Classification problems can be binary —e.g., predict cancer or no cancer— or multi-class —e.g., predict the sentiment of a text. Multi-class problems can also be multi-label when the output can be zero, one, or more than one category for a single input—for example, predicting the topics of a piece of text.
Regression is when the output is a continuous value, bounded or not. A typical example is property valuation, e..g, predicting the price of a house or car, or any other object given its characteristics.
The main alternative to supervised learning is, you guessed it, Unsupervised Learning. The main difference is that we don’t have access to the “right outputs.” Instead, we have a large static dataset and want to find hidden patterns. Thus, feedback is highly indirect and often implicitly defined, and we resort to pattern recognition as the primary learning strategy.

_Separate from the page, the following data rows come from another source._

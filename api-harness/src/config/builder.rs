use crate::config::types::{
    EnvironmentConfig, HarnessConfig, LoadSettings, ReportSettings, ScenarioSettings,
    ServiceEntry, SuiteCommand,
};
use crate::config::validator::ConfigValidatorImpl;
use crate::error::Result;
use crate::health::ServiceKind;
use crate::suite::SuiteKind;
use crate::traits::ConfigValidator;
use std::collections::BTreeMap;
use std::path::PathBuf;
use std::time::Duration;

/// Builder for HarnessConfig to improve API ergonomics
pub struct HarnessConfigBuilder {
    config: HarnessConfig,
}

impl HarnessConfigBuilder {
    /// Start with no environments, services or suites
    pub fn new() -> Self {
        Self {
            config: HarnessConfig {
                environments: BTreeMap::new(),
                services: BTreeMap::new(),
                suites: BTreeMap::new(),
                load: LoadSettings::default(),
                scenarios: ScenarioSettings::default(),
                reports: ReportSettings::default(),
            },
        }
    }

    /// Start from the built-in defaults
    pub fn from_defaults() -> Self {
        Self {
            config: HarnessConfig::default(),
        }
    }

    #[must_use]
    pub fn environment<S: Into<String>>(self, name: S, base_url: S, database_url: S) -> Self {
        self.environment_config(name, EnvironmentConfig::new(base_url, database_url))
    }

    #[must_use]
    pub fn environment_config<S: Into<String>>(mut self, name: S, environment: EnvironmentConfig) -> Self {
        self.config.environments.insert(name.into(), environment);
        self
    }

    /// Add a service; the kind is inferred from its name and URL
    #[must_use]
    pub fn service<S: Into<String>>(mut self, name: S, url: S, timeout_ms: u64) -> Self {
        self.config.services.insert(
            name.into(),
            ServiceEntry {
                url: url.into(),
                timeout_ms,
                kind: None,
            },
        );
        self
    }

    #[must_use]
    pub fn service_of_kind<S: Into<String>>(
        mut self,
        name: S,
        url: S,
        timeout_ms: u64,
        kind: ServiceKind,
    ) -> Self {
        self.config.services.insert(
            name.into(),
            ServiceEntry {
                url: url.into(),
                timeout_ms,
                kind: Some(kind),
            },
        );
        self
    }

    #[must_use]
    pub fn suite<S: Into<String>>(mut self, kind: SuiteKind, command: S, args: &[&str]) -> Self {
        self.config
            .suites
            .insert(kind.as_str().to_string(), SuiteCommand::new(command, args));
        self
    }

    #[must_use]
    pub fn load_settings(mut self, load: LoadSettings) -> Self {
        self.config.load = load;
        self
    }

    /// Per-step scenario deadline; `None` disables it
    #[must_use]
    pub fn step_timeout(mut self, timeout: Option<Duration>) -> Self {
        self.config.scenarios.step_timeout_ms = timeout.map_or(0, |t| t.as_millis() as u64);
        self
    }

    #[must_use]
    pub fn reports_dir<P: Into<PathBuf>>(mut self, dir: P) -> Self {
        self.config.reports.dir = dir.into();
        self
    }

    /// Build the configuration
    ///
    /// # Errors
    /// Returns an error if the configuration is invalid (e.g., no environments defined)
    pub fn build(self) -> Result<HarnessConfig> {
        ConfigValidatorImpl.validate(&self.config)?;
        Ok(self.config)
    }
}

impl Default for HarnessConfigBuilder {
    fn default() -> Self {
        Self::new()
    }
}

impl EnvironmentConfig {
    pub fn new<S: Into<String>>(base_url: S, database_url: S) -> Self {
        Self {
            base_url: base_url.into(),
            database_url: database_url.into(),
            api_key: None,
            features: BTreeMap::new(),
        }
    }

    #[must_use]
    pub fn with_api_key<S: Into<String>>(mut self, api_key: S) -> Self {
        self.api_key = Some(api_key.into());
        self
    }

    #[must_use]
    pub fn with_feature<S: Into<String>>(mut self, flag: S, enabled: bool) -> Self {
        self.features.insert(flag.into(), enabled);
        self
    }
}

The underlying assumption is that there is some regularity in the structure of those elements that help explain their characteristics with a restricted amount of information, hopefully significantly less than just enumerating all elements. In this approach, the programmer leaves a deeper footprint since the kind of regularities that can be found are a bias that needs to be provided.
Two common sub-problems in unsupervised learning are associated with where we want to find that structure: clustering and dimensionality reduction.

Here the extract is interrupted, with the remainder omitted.